- What you will do
The whole listing that follows should be printed again, unchanged.

- Materials provided
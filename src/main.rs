#![forbid(unsafe_code)]

use std::path::PathBuf;

use clap::{Parser, Subcommand};
use tracing_subscriber::{EnvFilter, fmt::format::FmtSpan};

use anoncreds_bench::bench::{self, RunArgs};

#[derive(Parser, Debug)]
#[command(name = "anoncreds-bench")]
#[command(about = "Benchmark anonymous-credential proving across wallet storage backends", long_about = None)]
struct Cli {
    /// Enable verbose logging (or set ANONCREDS_BENCH_LOG)
    #[arg(long, global = true)]
    verbose: bool,

    #[command(subcommand)]
    command: Commands,
}

#[derive(Subcommand, Debug)]
enum Commands {
    /// Issue, prove and verify credentials against a wallet backend
    Run {
        /// Wallet type: default or enterprise (unknown values use default)
        #[arg(short = 'w', long)]
        wallet_type: Option<String>,
        /// Number of measured iterations
        #[arg(short = 'n', long)]
        iterations: Option<u32>,
        /// Untimed iterations before measuring
        #[arg(long)]
        warmup: Option<u32>,
        /// Also time credential issuance
        #[arg(long)]
        time_issuance: bool,
        /// Skip the anoncreds, crypto and ledger demos
        #[arg(long)]
        no_demo: bool,
        /// TOML config file ([harness] and [backends.<kind>] tables)
        #[arg(long)]
        config: Option<PathBuf>,
        /// Append the report to this JSONL file
        #[arg(long)]
        json: Option<PathBuf>,
        /// Write the report as CSV to this file
        #[arg(long)]
        csv: Option<PathBuf>,
    },

    /// Export stored JSONL reports to CSV
    ExportCsv {
        /// JSONL file written by `run --json`
        #[arg(long)]
        jsonl: PathBuf,
        /// Output CSV path (stdout when omitted)
        #[arg(long)]
        output: Option<PathBuf>,
        /// Only export reports for this backend kind
        #[arg(long)]
        backend: Option<String>,
    },
}

fn init_tracing(verbose: bool) {
    let env = std::env::var("ANONCREDS_BENCH_LOG").unwrap_or_else(|_| {
        if verbose { "anoncreds_bench=debug".to_string() } else { "anoncreds_bench=info".to_string() }
    });
    let _ = tracing_subscriber::fmt()
        .with_span_events(FmtSpan::CLOSE)
        .with_writer(std::io::stderr)
        .with_ansi(true)
        .with_env_filter(EnvFilter::new(env))
        .try_init();
}

fn main() {
    color_eyre::install().ok();
    let cli = Cli::parse();
    init_tracing(cli.verbose);

    let result = match cli.command {
        Commands::Run { wallet_type, iterations, warmup, time_issuance, no_demo, config, json, csv } => {
            bench::run(RunArgs { wallet_type, iterations, warmup, time_issuance, no_demo, config, json, csv })
                .map(|report| if report.is_clean() { 0 } else { 2 })
        }
        Commands::ExportCsv { jsonl, output, backend } => bench::export_csv(jsonl, output, backend).map(|_| 0),
    };

    match result {
        Ok(0) => {}
        Ok(code) => std::process::exit(code),
        Err(e) => {
            eprintln!("{:#}", color_eyre::eyre::Report::new(e));
            std::process::exit(1);
        }
    }
}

- Solution below
filename src/main.rs
#![forbid(unsafe_code)]

use std::path::PathBuf;

use clap::{Parser, Subcommand};
use tracing_subscriber::{EnvFilter, fmt::format::FmtSpan};

use anoncreds_bench::bench::{self, RunArgs};

#[derive(Parser, Debug)]
#[command(name = "anoncreds-bench")]
#[command(about = "Benchmark anonymous-credential proving across wallet storage backends", long_about = None)]
struct Cli {
    /// Enable verbose logging (or set ANONCREDS_BENCH_LOG)
    #[arg(long, global = true)]
    verbose: bool,

    #[command(subcommand)]
    command: Commands,
}

#[derive(Subcommand, Debug)]
enum Commands {
    /// Issue, prove and verify credentials against a wallet backend
    Run {
        /// Wallet type: default or enterprise (unknown values use default)
        #[arg(short = 'w', long)]
        wallet_type: Option<String>,
        /// Number of measured iterations
        #[arg(short = 'n', long)]
        iterations: Option<u32>,
        /// Untimed iterations before measuring
        #[arg(long)]
        warmup: Option<u32>,
        /// Also time credential issuance
        #[arg(long)]
        time_issuance: bool,
        /// Skip the anoncreds, crypto and ledger demos
        #[arg(long)]
        no_demo: bool,
        /// TOML config file ([harness] and [backends.<kind>] tables)
        #[arg(long)]
        config: Option<PathBuf>,
        /// Append the report to this JSONL file
        #[arg(long)]
        json: Option<PathBuf>,
        /// Write the report as CSV to this file
        #[arg(long)]
        csv: Option<PathBuf>,
    },

    /// Export stored JSONL reports to CSV
    ExportCsv {
        /// JSONL file written by `run --json`
        #[arg(long)]
        jsonl: PathBuf,
        /// Output CSV path (stdout when omitted)
        #[arg(long)]
        output: Option<PathBuf>,
        /// Only export reports for this backend kind
        #[arg(long)]
        backend: Option<String>,
    },
}

fn init_tracing(verbose: bool) {
    let env = std::env::var("ANONCREDS_BENCH_LOG").unwrap_or_else(|_| {
        if verbose { "anoncreds_bench=debug".to_string() } else { "anoncreds_bench=info".to_string() }
    });
    let _ = tracing_subscriber::fmt()
        .with_span_events(FmtSpan::CLOSE)
        .with_writer(std::io::stderr)
        .with_ansi(true)
        .with_env_filter(EnvFilter::new(env))
        .try_init();
}

fn main() {
    color_eyre::install().ok();
    let cli = Cli::parse();
    init_tracing(cli.verbose);

    let result = match cli.command {
        Commands::Run { wallet_type, iterations, warmup, time_issuance, no_demo, config, json, csv } => {
            bench::run(RunArgs { wallet_type, iterations, warmup, time_issuance, no_demo, config, json, csv })
                .map(|report| if report.is_clean() { 0 } else { 2 })
        }
        Commands::ExportCsv { jsonl, output, backend } => bench::export_csv(jsonl, output, backend).map(|_| 0),
    };

    match result {
        Ok(0) => {}
        Ok(code) => std::process::exit(code),
        Err(e) => {
            eprintln!("{:#}", color_eyre::eyre::Report::new(e));
            std::process::exit(1);
        }
    }
}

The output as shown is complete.